Vienna yang melihat Kinara berjalan gontai menuju ruang pimpinan, menjulurkan kepala dan memanggil rekannya tersebut dengan bisik yang tidak pelan. Beberapa orang rekan kubikel mereka menoleh dan pada akhirnya, dengan wajah lesu, Kinara menunjukkan kalau dia terpaksa masuk ke ruang bos di luar kemauannya.
“Kabur aja sini.” Vienna memprovokasi dan membuat Kinara nyaris setuju. Tapi, Umar yang masih menjadi satpam memberi peringatan dengan sebuah dehaman keras yang membuat Vienna kembali duduk, sementara, Kinara dengan bibir maju berharap dia punya kekuatan untuk menerjang Umar. Mereka masih sama-sama anak buah di tempat itu.

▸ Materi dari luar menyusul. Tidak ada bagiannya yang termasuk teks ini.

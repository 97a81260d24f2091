// Copyright (c) The cycle-runner Contributors
// SPDX-License-Identifier: MIT OR Apache-2.0

//! Coordination of asynchronous environment-teardown tasks.
//!
//! Teardown is fire-and-forget at registration time: the main loop keeps
//! executing later test cases while earlier environments are deleted in the
//! background. The one blocking wait in the whole system is
//! [`CleanupCoordinator::drain`], called once at cycle end so that the cycle
//! is never reported complete while teardown is still outstanding (a
//! premature "complete" could race with a later cycle reusing the same
//! identifiers).

use crate::provision::{CleanupTask, Provisioner, TaskState};
use std::time::Duration;
use tracing::debug;

/// The default interval between polls in [`CleanupCoordinator::drain`].
///
/// Constant rather than backed off, to keep behavior predictable and bound
/// API call volume against the provisioner.
pub const DEFAULT_POLL_INTERVAL: Duration = Duration::from_secs(30);

/// Tracks outstanding teardown tasks and polls them to completion.
///
/// All methods are called from the engine's single-threaded main loop; the
/// tasks themselves execute concurrently on the provisioner's side and
/// communicate completion only through
/// [`Provisioner::poll_task`].
pub struct CleanupCoordinator<'a> {
    provisioner: &'a dyn Provisioner,
    tasks: Vec<CleanupTask>,
}

impl<'a> CleanupCoordinator<'a> {
    /// Creates a new coordinator polling through the given provisioner.
    pub fn new(provisioner: &'a dyn Provisioner) -> Self {
        Self {
            provisioner,
            tasks: Vec::new(),
        }
    }

    /// Registers a teardown task in the running state. Non-blocking.
    pub fn register(&mut self, task: CleanupTask) {
        debug!(identifier = task.identifier(), "registered cleanup task");
        self.tasks.push(task);
    }

    /// The number of tasks not yet observed finished.
    pub fn outstanding(&self) -> usize {
        self.tasks.len()
    }

    /// Inspects every registered task once, releasing the handles of those
    /// that have finished. Non-blocking.
    ///
    /// Returns the number of tasks still running. Called opportunistically
    /// by the engine after each iteration so handles are reclaimed early.
    pub fn poll(&mut self) -> usize {
        self.tasks.retain(|task| {
            match self.provisioner.poll_task(task) {
                TaskState::Running => true,
                TaskState::Finished => {
                    debug!(identifier = task.identifier(), "cleanup task finished");
                    false
                }
            }
        });
        self.tasks.len()
    }

    /// Blocks until every registered task has finished.
    ///
    /// Polls once immediately, then sleeps `poll_interval` between further
    /// polls. A task that never finishes blocks this call indefinitely;
    /// enforcing an overall timeout is the job of an enclosing supervisor.
    pub fn drain(&mut self, poll_interval: Duration) {
        loop {
            let running = self.poll();
            if running == 0 {
                return;
            }
            debug!(running, "waiting for cleanup tasks");
            std::thread::sleep(poll_interval);
        }
    }
}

“Iya.” Kinara membalas Umar yang saat itu seolah menyuruhnya untuk cepat berjalan menuju ke ruangan Baskara, membuat dia memaki Umar sebagai penjilat menyebalkan dan tidak heran, tak ada satu pun wanita yang mau menjadi kekasihnya.
Kirana menarik napas dalam ketika dia berada di depan pintu ruangan Baskara. Sesekali dia menoleh ke arah Umar yang memandanginya dengan dengki dan pada akhirnya, tidak ada yang bisa Kinara lakukan kecuali mengetuk daun pintu dan mengucap salam.

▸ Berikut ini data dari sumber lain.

// Copyright (c) The cycle-runner Contributors
// SPDX-License-Identifier: MIT OR Apache-2.0

//! Declared test cases and cycle selection.
//!
//! A [`TestCaseList`] holds the definitions loaded for one cycle, in
//! declaration order. Selection filters it down by priority and platform;
//! filtered-out cases produce no iteration records and never touch the
//! cycle totals.

use crate::errors::DuplicateTestCaseName;
use serde::{Deserialize, Serialize};
use std::{
    collections::{BTreeSet, HashSet},
    num::NonZeroUsize,
};

/// One declared test case.
///
/// Immutable after load; owned by the config loader and read-only to the
/// engine.
#[derive(Clone, Debug, Eq, PartialEq, Serialize, Deserialize)]
pub struct TestCaseDefinition {
    /// The test case name, unique within a cycle.
    pub name: String,

    /// Priority used for inclusion filtering.
    pub priority: u8,

    /// Platforms this case applies to. Empty means no restriction.
    #[serde(default)]
    pub platform_tags: BTreeSet<String>,

    /// Opaque handle passed to the script runner.
    pub script_reference: String,

    /// Whether the script reports one outcome or an outcome plus sub-test
    /// outcomes.
    #[serde(default)]
    pub is_multi_result: bool,

    /// How many times to run the case. A count greater than one is a
    /// deliberate repeat, not a retry-on-failure.
    #[serde(default = "default_iteration_count")]
    pub iteration_count: NonZeroUsize,
}

fn default_iteration_count() -> NonZeroUsize {
    NonZeroUsize::MIN
}

impl TestCaseDefinition {
    /// Creates a single-result, single-iteration definition with no platform
    /// restriction.
    pub fn new(
        name: impl Into<String>,
        priority: u8,
        script_reference: impl Into<String>,
    ) -> Self {
        Self {
            name: name.into(),
            priority,
            platform_tags: BTreeSet::new(),
            script_reference: script_reference.into(),
            is_multi_result: false,
            iteration_count: NonZeroUsize::MIN,
        }
    }
}

/// The ordered list of test cases declared for one cycle.
#[derive(Clone, Debug, Eq, PartialEq, Serialize, Deserialize)]
#[serde(transparent)]
pub struct TestCaseList {
    cases: Vec<TestCaseDefinition>,
}

impl TestCaseList {
    /// Creates a new list, checking that names are unique within the cycle.
    pub fn new(
        cases: impl IntoIterator<Item = TestCaseDefinition>,
    ) -> Result<Self, DuplicateTestCaseName> {
        let cases: Vec<_> = cases.into_iter().collect();
        let mut seen = HashSet::new();
        for case in &cases {
            if !seen.insert(case.name.as_str()) {
                return Err(DuplicateTestCaseName::new(case.name.clone()));
            }
        }
        Ok(Self { cases })
    }

    /// The number of declared cases.
    pub fn len(&self) -> usize {
        self.cases.len()
    }

    /// Whether the list is empty.
    pub fn is_empty(&self) -> bool {
        self.cases.is_empty()
    }

    /// Iterates over the declared cases in declaration order.
    pub fn iter(&self) -> impl Iterator<Item = &TestCaseDefinition> {
        self.cases.iter()
    }

    /// Returns the cases surviving the given filter, in declaration order.
    pub fn select<'a>(&'a self, filter: &CaseFilter) -> Vec<&'a TestCaseDefinition> {
        self.cases
            .iter()
            .filter(|case| filter.is_match(case))
            .collect()
    }
}

/// Selection criteria for one cycle: accepted priorities and the current
/// platform.
#[derive(Clone, Debug)]
pub struct CaseFilter {
    accepted_priorities: Option<BTreeSet<u8>>,
    platform: String,
}

impl CaseFilter {
    /// Creates a filter that accepts every priority on the given platform.
    pub fn new(platform: impl Into<String>) -> Self {
        Self {
            accepted_priorities: None,
            platform: platform.into(),
        }
    }

    /// Restricts the filter to the given priority set.
    pub fn with_priorities(mut self, priorities: impl IntoIterator<Item = u8>) -> Self {
        self.accepted_priorities = Some(priorities.into_iter().collect());
        self
    }

    /// Returns true if the case survives selection.
    pub fn is_match(&self, case: &TestCaseDefinition) -> bool {
        if let Some(accepted) = &self.accepted_priorities {
            if !accepted.contains(&case.priority) {
                return false;
            }
        }
        case.platform_tags.is_empty() || case.platform_tags.contains(&self.platform)
    }
}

Dia memejamkan mata ketika mendengar suara Baskara yang menyuruhnya masuk dari dalam. Huh, mimpi apa dia semalam? Dia kira setelah pertemuan di taman belakang rumah keluarga Dierja, masalahnya bakal kelar dan mereka tidak bakal berurusan lagi. Namun, tampaknya, dia terlalu dini menyangka demikian.
Kinara menarik handel pintu dengan harapan tidak menemukan Baskara di dalam ruangannya dan tahu kalau harapan bodohnya tersebut tidak bakal pernah jadi nyata. Pria itu sudah duduk di sofa kulit berwarna coklat tua dengan bahan semi beludru. Kinara pernah melihat benda tersebut dijual di salah satu gerai furniture di mal paling top ibukota dan ketika tahu harganya, dia hanya mampu mengucap istighfar karena jumlah segitu sudah mampu membawa pulang sebuah motor matik 150cc ke atas.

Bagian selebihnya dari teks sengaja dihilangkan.